## Exercise data
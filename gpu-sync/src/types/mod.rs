//! Common types and descriptors for GPU resources.
//!
//! This module contains format enums, usage and access flags, image layouts and
//! the descriptor structs used throughout the crate.

mod access;
mod buffer;
mod range;
mod texture;

pub use access::{AccessFlags, ImageLayout, PipelineStages};
pub use buffer::{BufferDescriptor, BufferUsage, ResidencyPattern};
pub use range::SubresourceRange;
pub use texture::{Extent3d, ImageAspect, ImageDescriptor, TextureFormat, TextureUsage};
impl WriteSegment {
    /// Create a segment writing `data` at `offset`.
    ///
    /// Fails if the destination range does not fit in `u64`.
    pub fn new(data: impl Into<Cow<'static, [u8]>>, offset: u64) -> GraphicsResult<Self> {
        let data = data.into();
        if offset.checked_add(data.len() as u64).is_none() {
            return Err(GraphicsError::InvalidParameter(format!(
                "write of {} bytes at offset {offset} overflows",
                data.len()
            )));
        }
        Ok(Self { data, offset })
    }

    pub fn data(&self) -> &[u8] {
        &self.data
    }

    pub fn offset(&self) -> u64 {
        self.offset
    }

    pub fn len(&self) -> u64 {
        self.data.len() as u64
    }

    pub fn is_empty(&self) -> bool {
        self.data.is_empty()
    }

    /// Destination byte range.
    pub fn range(&self) -> Range<u64> {
        self.offset..self.offset + self.len()
    }
}

/// Segments waiting for the next commit, with the union of their ranges.
#[derive(Debug, Clone, Default)]
pub struct PendingWriteSet {
    lower: u64,
    upper: u64,
    segments: Vec<WriteSegment>,
}

impl PendingWriteSet {
    pub fn new() -> Self {
        Self::default()
    }

    /// Add a segment. Zero-length segments are ignored and return false.
    pub fn push(&mut self, segment: WriteSegment) -> bool {
        if segment.is_empty() {
            return false;
        }

        let range = segment.range();
        if self.segments.is_empty() {
            self.lower = range.start;
            self.upper = range.end;
        } else {
            self.lower = self.lower.min(range.start);
            self.upper = self.upper.max(range.end);
        }
        self.segments.push(segment);
        true
    }

    /// Returns true if nothing was added since the last commit.
    pub fn is_empty(&self) -> bool {
        self.segments.is_empty()
    }

    pub fn len(&self) -> usize {
        self.segments.len()
    }

    /// Smallest destination offset of any segment.
    pub fn lower_bound(&self) -> u64 {
        self.lower
    }

    /// End of the furthest segment.
    pub fn upper_bound(&self) -> u64 {
        self.upper
    }

    /// `[lower_bound, upper_bound)`.
    pub fn range(&self) -> Range<u64> {
        self.lower..self.upper
    }

    /// Segments in the order they were added.
    pub fn segments(&self) -> &[WriteSegment] {
        &self.segments
    }

    /// Remove every segment, leaving the set empty.
    pub fn take(&mut self) -> Vec<WriteSegment> {
        self.lower = 0;
        self.upper = 0;
        std::mem::take(&mut self.segments)
    }
}

/// How a buffer's writes may be applied, chosen when the scheduler is configured.
#[derive(Debug, Clone, Copy, PartialEq, Eq)]
pub enum WriteStrategy {
    /// Write through the mapping whenever the buffer is idle.
    DirectWrite,
    /// Always go through a staging copy.
    StagedWrite,
}

impl WriteStrategy {
    /// Strategy for a residency pattern. `allow_direct = false` forces staging.
    pub fn select(pattern: ResidencyPattern, allow_direct: bool) -> Self {
        if allow_direct && pattern.is_host_mappable() {
            Self::DirectWrite
        } else {
            Self::StagedWrite
        }
    }
}

/// The path a commit actually took.
#[derive(Debug, Clone, Copy, PartialEq, Eq)]
pub enum WritePath {
    Direct,
    Staged,
}

/// What a commit did.
#[derive(Debug, Clone, PartialEq, Eq)]
pub struct CommitReport {
    /// Path the segments took.
    pub path: WritePath,
    /// Byte range written.
    pub range: Range<u64>,
    /// Previous capacity, if the buffer had to grow.
    pub grew_from: Option<u64>,
}

/// Owner of a lazily created buffer and the writes pending against it.
pub struct WriteScheduler {
    context: Arc<dyn GpuContext>,
    descriptor: BufferDescriptor,
    strategy: WriteStrategy,
    buffer: Option<DeviceBuffer>,
    pending: PendingWriteSet,
}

## Directions for this task
Could you return exactly the lines above from the line with "the set empty." to the line with "the segments took.", both included, and nothing else?

## Solution to the exercise
    /// Remove every segment, leaving the set empty.
    pub fn take(&mut self) -> Vec<WriteSegment> {
        self.lower = 0;
        self.upper = 0;
        std::mem::take(&mut self.segments)
    }
}

/// How a buffer's writes may be applied, chosen when the scheduler is configured.
#[derive(Debug, Clone, Copy, PartialEq, Eq)]
pub enum WriteStrategy {
    /// Write through the mapping whenever the buffer is idle.
    DirectWrite,
    /// Always go through a staging copy.
    StagedWrite,
}

impl WriteStrategy {
    /// Strategy for a residency pattern. `allow_direct = false` forces staging.
    pub fn select(pattern: ResidencyPattern, allow_direct: bool) -> Self {
        if allow_direct && pattern.is_host_mappable() {
            Self::DirectWrite
        } else {
            Self::StagedWrite
        }
    }
}

/// The path a commit actually took.
#[derive(Debug, Clone, Copy, PartialEq, Eq)]
pub enum WritePath {
    Direct,
    Staged,
}

/// What a commit did.
#[derive(Debug, Clone, PartialEq, Eq)]
pub struct CommitReport {
    /// Path the segments took.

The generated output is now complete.